MATERIAL PROVIDED:
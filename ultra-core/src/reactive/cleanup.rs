//! Teardown and Cleanup Aggregation
//!
//! Every subscription, listener and user-supplied teardown created while
//! building a node ends up in one [`Cleanup`]. Running the cleanup runs each
//! entry in registration order. A panicking entry is caught, logged and
//! skipped; the remaining entries still run.
//!
//! # Isolation
//!
//! User callbacks are the only place a failure can originate in this crate,
//! so all of them go through [`guard`]. It wraps the call in
//! `catch_unwind` and reports the panic payload via `tracing::error!`.
//!
//! # Disposable
//!
//! A parent that receives a child node asks it for its cleanup through the
//! [`Disposable`] trait rather than inspecting private state. Whatever the
//! child returns is appended to the parent's list, so teardown propagates
//! bottom-up exactly once.

use std::any::Any;
use std::fmt;
use std::panic::{catch_unwind, AssertUnwindSafe};
use std::sync::Arc;

use parking_lot::Mutex;
use smallvec::SmallVec;
use tracing::{debug, error};

use super::subscriber::Unsubscribe;

/// Run a user callback, containing any panic.
///
/// Returns `true` when the callback completed normally.
pub fn guard<F>(what: &str, f: F) -> bool
where
    F: FnOnce(),
{
    match catch_unwind(AssertUnwindSafe(f)) {
        Ok(()) => true,
        Err(payload) => {
            error!(callback = what, reason = %panic_message(&*payload), "callback panicked");
            false
        }
    }
}

/// Like [`guard`] but keeps the callback's return value.
pub fn guard_with<R, F>(what: &str, f: F) -> Option<R>
where
    F: FnOnce() -> R,
{
    match catch_unwind(AssertUnwindSafe(f)) {
        Ok(value) => Some(value),
        Err(payload) => {
            error!(callback = what, reason = %panic_message(&*payload), "callback panicked");
            None
        }
    }
}

fn panic_message(payload: &(dyn Any + Send)) -> String {
    if let Some(s) = payload.downcast_ref::<&str>() {
        (*s).to_string()
    } else if let Some(s) = payload.downcast_ref::<String>() {
        s.clone()
    } else {
        "<non-string panic payload>".to_string()
    }
}

/// A single deferred teardown action.
pub struct Teardown(Box<dyn FnOnce() + Send>);

impl Teardown {
    pub fn new<F>(f: F) -> Self
    where
        F: FnOnce() + Send + 'static,
    {
        Self(Box::new(f))
    }

    /// Run the teardown, isolating a panic.
    pub fn run(self) -> bool {
        guard("teardown", self.0)
    }
}

impl fmt::Debug for Teardown {
    fn fmt(&self, f: &mut fmt::Formatter<'_>) -> fmt::Result {
        f.write_str("Teardown")
    }
}

impl From<Unsubscribe> for Teardown {
    fn from(handle: Unsubscribe) -> Self {
        Teardown::new(move || handle.call())
    }
}

impl From<Cleanup> for Teardown {
    fn from(cleanup: Cleanup) -> Self {
        Teardown::new(move || {
            cleanup.run();
        })
    }
}

struct CleanupState {
    entries: SmallVec<[Teardown; 4]>,
    ran: bool,
}

/// Aggregate cleanup owned by a node.
///
/// Clones share state; the aggregate runs at most once no matter how many
/// clones call [`Cleanup::run`].
#[derive(Clone)]
pub struct Cleanup {
    state: Arc<Mutex<CleanupState>>,
}

impl Cleanup {
    pub fn new() -> Self {
        Self {
            state: Arc::new(Mutex::new(CleanupState {
                entries: SmallVec::new(),
                ran: false,
            })),
        }
    }

    /// Register a teardown.
    ///
    /// Anything registered after the aggregate already ran is executed
    /// immediately, so late subscriptions cannot leak.
    pub fn push(&self, teardown: impl Into<Teardown>) {
        let teardown = teardown.into();
        let mut state = self.state.lock();
        if state.ran {
            drop(state);
            debug!("cleanup already ran; running late teardown now");
            teardown.run();
        } else {
            state.entries.push(teardown);
        }
    }

    /// Register a closure as a teardown.
    pub fn add<F>(&self, f: F)
    where
        F: FnOnce() + Send + 'static,
    {
        self.push(Teardown::new(f));
    }

    /// Number of pending teardowns.
    pub fn len(&self) -> usize {
        self.state.lock().entries.len()
    }

    pub fn is_empty(&self) -> bool {
        self.len() == 0
    }

    /// Whether [`Cleanup::run`] has been called.
    pub fn has_run(&self) -> bool {
        self.state.lock().ran
    }

    /// Run every teardown in registration order.
    ///
    /// Returns the number of entries that panicked. Only the first call does
    /// any work.
    pub fn run(&self) -> usize {
        let entries = {
            let mut state = self.state.lock();
            if state.ran {
                debug!("cleanup invoked more than once; ignoring");
                return 0;
            }
            state.ran = true;
            std::mem::take(&mut state.entries)
        };

        let total = entries.len();
        let failed = entries
            .into_iter()
            .map(Teardown::run)
            .filter(|ok| !ok)
            .count();
        debug!(total, failed, "cleanup ran");
        failed
    }
}

impl Default for Cleanup {
    fn default() -> Self {
        Self::new()
    }
}

impl fmt::Debug for Cleanup {
    fn fmt(&self, f: &mut fmt::Formatter<'_>) -> fmt::Result {
        let state = self.state.lock();
        f.debug_struct("Cleanup")
            .field("pending", &state.entries.len())
            .field("ran", &state.ran)
            .finish()
    }
}

/// Optional capability: something that owns an aggregate cleanup.
pub trait Disposable {
    /// The owned cleanup, if any.
    fn cleanup(&self) -> Option<Cleanup>;

    /// Run the owned cleanup, if any.
    fn dispose(&self) {
        if let Some(cleanup) = self.cleanup() {
            cleanup.run();
        }
    }
}

impl Disposable for Cleanup {
    fn cleanup(&self) -> Option<Cleanup> {
        Some(self.clone())
    }
}

// ----------------------------------------------------------------------------
// Tests
// ----------------------------------------------------------------------------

EXERCISE:
Your reply should consist of the records, copied exactly.

RESPONSE TO THIS TASK:
filename ultra-core/src/reactive/cleanup.rs
//! Teardown and Cleanup Aggregation
//!
//! Every subscription, listener and user-supplied teardown created while
//! building a node ends up in one [`Cleanup`]. Running the cleanup runs each
//! entry in registration order. A panicking entry is caught, logged and
//! skipped; the remaining entries still run.
//!
//! # Isolation
//!
//! User callbacks are the only place a failure can originate in this crate,
//! so all of them go through [`guard`]. It wraps the call in
//! `catch_unwind` and reports the panic payload via `tracing::error!`.
//!
//! # Disposable
//!
//! A parent that receives a child node asks it for its cleanup through the
//! [`Disposable`] trait rather than inspecting private state. Whatever the
//! child returns is appended to the parent's list, so teardown propagates
//! bottom-up exactly once.

use std::any::Any;
use std::fmt;
use std::panic::{catch_unwind, AssertUnwindSafe};
use std::sync::Arc;

use parking_lot::Mutex;
use smallvec::SmallVec;
use tracing::{debug, error};

use super::subscriber::Unsubscribe;

/// Run a user callback, containing any panic.
///
/// Returns `true` when the callback completed normally.
pub fn guard<F>(what: &str, f: F) -> bool
where
    F: FnOnce(),
{
    match catch_unwind(AssertUnwindSafe(f)) {
        Ok(()) => true,
        Err(payload) => {
            error!(callback = what, reason = %panic_message(&*payload), "callback panicked");
            false
        }
    }
}

/// Like [`guard`] but keeps the callback's return value.
pub fn guard_with<R, F>(what: &str, f: F) -> Option<R>
where
    F: FnOnce() -> R,
{
    match catch_unwind(AssertUnwindSafe(f)) {
        Ok(value) => Some(value),
        Err(payload) => {
            error!(callback = what, reason = %panic_message(&*payload), "callback panicked");
            None
        }
    }
}

fn panic_message(payload: &(dyn Any + Send)) -> String {
    if let Some(s) = payload.downcast_ref::<&str>() {
        (*s).to_string()
    } else if let Some(s) = payload.downcast_ref::<String>() {
        s.clone()
    } else {
        "<non-string panic payload>".to_string()
    }
}

/// A single deferred teardown action.
pub struct Teardown(Box<dyn FnOnce() + Send>);

impl Teardown {
    pub fn new<F>(f: F) -> Self
    where
        F: FnOnce() + Send + 'static,
    {
        Self(Box::new(f))
    }

    /// Run the teardown, isolating a panic.
    pub fn run(self) -> bool {
        guard("teardown", self.0)
    }
}

impl fmt::Debug for Teardown {
    fn fmt(&self, f: &mut fmt::Formatter<'_>) -> fmt::Result {
        f.write_str("Teardown")
    }
}

impl From<Unsubscribe> for Teardown {
    fn from(handle: Unsubscribe) -> Self {
        Teardown::new(move || handle.call())
    }
}

impl From<Cleanup> for Teardown {
    fn from(cleanup: Cleanup) -> Self {
        Teardown::new(move || {
            cleanup.run();
        })
    }
}

struct CleanupState {
    entries: SmallVec<[Teardown; 4]>,
    ran: bool,
}

/// Aggregate cleanup owned by a node.
///
/// Clones share state; the aggregate runs at most once no matter how many
/// clones call [`Cleanup::run`].
#[derive(Clone)]
pub struct Cleanup {
    state: Arc<Mutex<CleanupState>>,
}

impl Cleanup {
    pub fn new() -> Self {
        Self {
            state: Arc::new(Mutex::new(CleanupState {
                entries: SmallVec::new(),
                ran: false,
            })),
        }
    }

    /// Register a teardown.
    ///
    /// Anything registered after the aggregate already ran is executed
    /// immediately, so late subscriptions cannot leak.
    pub fn push(&self, teardown: impl Into<Teardown>) {
        let teardown = teardown.into();
        let mut state = self.state.lock();
        if state.ran {
            drop(state);
            debug!("cleanup already ran; running late teardown now");
            teardown.run();
        } else {
            state.entries.push(teardown);
        }
    }

    /// Register a closure as a teardown.
    pub fn add<F>(&self, f: F)
    where
        F: FnOnce() + Send + 'static,
    {
        self.push(Teardown::new(f));
    }

    /// Number of pending teardowns.
    pub fn len(&self) -> usize {
        self.state.lock().entries.len()
    }

    pub fn is_empty(&self) -> bool {
        self.len() == 0
    }

    /// Whether [`Cleanup::run`] has been called.
    pub fn has_run(&self) -> bool {
        self.state.lock().ran
    }

    /// Run every teardown in registration order.
    ///
    /// Returns the number of entries that panicked. Only the first call does
    /// any work.
    pub fn run(&self) -> usize {
        let entries = {
            let mut state = self.state.lock();
            if state.ran {
                debug!("cleanup invoked more than once; ignoring");
                return 0;
            }
            state.ran = true;
            std::mem::take(&mut state.entries)
        };

        let total = entries.len();
        let failed = entries
            .into_iter()
            .map(Teardown::run)
            .filter(|ok| !ok)
            .count();
        debug!(total, failed, "cleanup ran");
        failed
    }
}

impl Default for Cleanup {
    fn default() -> Self {
        Self::new()
    }
}

impl fmt::Debug for Cleanup {
    fn fmt(&self, f: &mut fmt::Formatter<'_>) -> fmt::Result {
        let state = self.state.lock();
        f.debug_struct("Cleanup")
            .field("pending", &state.entries.len())
            .field("ran", &state.ran)
            .finish()
    }
}

/// Optional capability: something that owns an aggregate cleanup.
pub trait Disposable {
    /// The owned cleanup, if any.
    fn cleanup(&self) -> Option<Cleanup>;

    /// Run the owned cleanup, if any.
    fn dispose(&self) {
        if let Some(cleanup) = self.cleanup() {
            cleanup.run();
        }
    }
}

impl Disposable for Cleanup {
    fn cleanup(&self) -> Option<Cleanup> {
        Some(self.clone())
    }
}

// ----------------------------------------------------------------------------
// Tests
// ----------------------------------------------------------------------------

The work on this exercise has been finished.